## What you will do
Some entries follow. Reproduce exactly the lines starting at the one with "type Value = Vec<LinkStatus>;" and stopping after the one with "while let Some((link, reachable))".

====== Extracted entries ======

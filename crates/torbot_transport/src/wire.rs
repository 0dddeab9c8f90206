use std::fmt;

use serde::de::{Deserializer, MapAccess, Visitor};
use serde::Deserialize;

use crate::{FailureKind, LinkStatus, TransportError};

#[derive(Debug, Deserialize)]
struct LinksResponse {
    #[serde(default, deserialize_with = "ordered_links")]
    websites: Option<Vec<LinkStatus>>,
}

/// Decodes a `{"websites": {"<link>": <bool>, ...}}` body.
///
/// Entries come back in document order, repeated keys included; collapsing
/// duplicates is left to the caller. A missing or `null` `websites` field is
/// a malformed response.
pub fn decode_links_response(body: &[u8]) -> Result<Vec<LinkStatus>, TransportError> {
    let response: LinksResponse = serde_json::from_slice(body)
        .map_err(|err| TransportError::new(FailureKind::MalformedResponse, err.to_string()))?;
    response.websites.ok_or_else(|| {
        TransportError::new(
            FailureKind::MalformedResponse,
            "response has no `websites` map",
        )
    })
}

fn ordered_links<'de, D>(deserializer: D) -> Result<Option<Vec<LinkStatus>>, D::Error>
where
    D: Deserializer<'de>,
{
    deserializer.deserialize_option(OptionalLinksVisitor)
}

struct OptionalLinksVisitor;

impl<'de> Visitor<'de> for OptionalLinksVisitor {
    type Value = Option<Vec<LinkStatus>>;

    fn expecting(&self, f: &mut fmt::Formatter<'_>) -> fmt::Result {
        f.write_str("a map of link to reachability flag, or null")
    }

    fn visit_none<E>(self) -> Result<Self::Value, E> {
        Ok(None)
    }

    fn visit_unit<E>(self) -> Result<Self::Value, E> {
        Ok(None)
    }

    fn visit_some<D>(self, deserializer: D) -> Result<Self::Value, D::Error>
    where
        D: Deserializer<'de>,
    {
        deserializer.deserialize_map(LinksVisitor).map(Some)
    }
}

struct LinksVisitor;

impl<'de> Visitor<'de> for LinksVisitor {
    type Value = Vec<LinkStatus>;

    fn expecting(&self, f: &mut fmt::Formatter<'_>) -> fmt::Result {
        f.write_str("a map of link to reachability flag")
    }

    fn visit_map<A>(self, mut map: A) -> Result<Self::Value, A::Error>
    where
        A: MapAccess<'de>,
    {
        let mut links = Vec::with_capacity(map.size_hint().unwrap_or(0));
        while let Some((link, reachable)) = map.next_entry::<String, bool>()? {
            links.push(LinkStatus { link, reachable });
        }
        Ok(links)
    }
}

======
====== Extracted entries ======

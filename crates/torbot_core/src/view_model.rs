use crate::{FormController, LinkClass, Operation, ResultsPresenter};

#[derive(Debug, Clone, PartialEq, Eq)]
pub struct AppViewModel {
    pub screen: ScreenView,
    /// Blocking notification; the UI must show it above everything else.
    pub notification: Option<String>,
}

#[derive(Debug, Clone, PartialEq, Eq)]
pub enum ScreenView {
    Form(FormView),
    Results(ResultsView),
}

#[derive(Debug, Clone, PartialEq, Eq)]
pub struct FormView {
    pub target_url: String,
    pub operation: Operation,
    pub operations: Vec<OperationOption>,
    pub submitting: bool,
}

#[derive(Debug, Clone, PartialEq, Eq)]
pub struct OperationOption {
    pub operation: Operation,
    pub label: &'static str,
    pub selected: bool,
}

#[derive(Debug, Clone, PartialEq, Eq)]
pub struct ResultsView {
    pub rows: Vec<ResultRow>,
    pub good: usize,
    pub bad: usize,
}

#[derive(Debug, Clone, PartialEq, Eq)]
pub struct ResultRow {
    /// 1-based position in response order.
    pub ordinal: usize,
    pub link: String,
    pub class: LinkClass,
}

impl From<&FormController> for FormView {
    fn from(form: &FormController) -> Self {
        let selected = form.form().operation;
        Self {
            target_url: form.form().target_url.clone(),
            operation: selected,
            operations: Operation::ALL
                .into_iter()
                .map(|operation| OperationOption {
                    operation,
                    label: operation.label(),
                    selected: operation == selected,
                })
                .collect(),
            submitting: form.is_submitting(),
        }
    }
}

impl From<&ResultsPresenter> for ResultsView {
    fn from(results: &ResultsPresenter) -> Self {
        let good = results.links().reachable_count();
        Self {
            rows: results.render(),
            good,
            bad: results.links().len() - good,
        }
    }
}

======

## Your response
    type Value = Vec<LinkStatus>;

    fn expecting(&self, f: &mut fmt::Formatter<'_>) -> fmt::Result {
        f.write_str("a map of link to reachability flag")
    }

    fn visit_map<A>(self, mut map: A) -> Result<Self::Value, A::Error>
    where
        A: MapAccess<'de>,
    {
        let mut links = Vec::with_capacity(map.size_hint().unwrap_or(0));
        while let Some((link, reachable)) = map.next_entry::<String, bool>()? {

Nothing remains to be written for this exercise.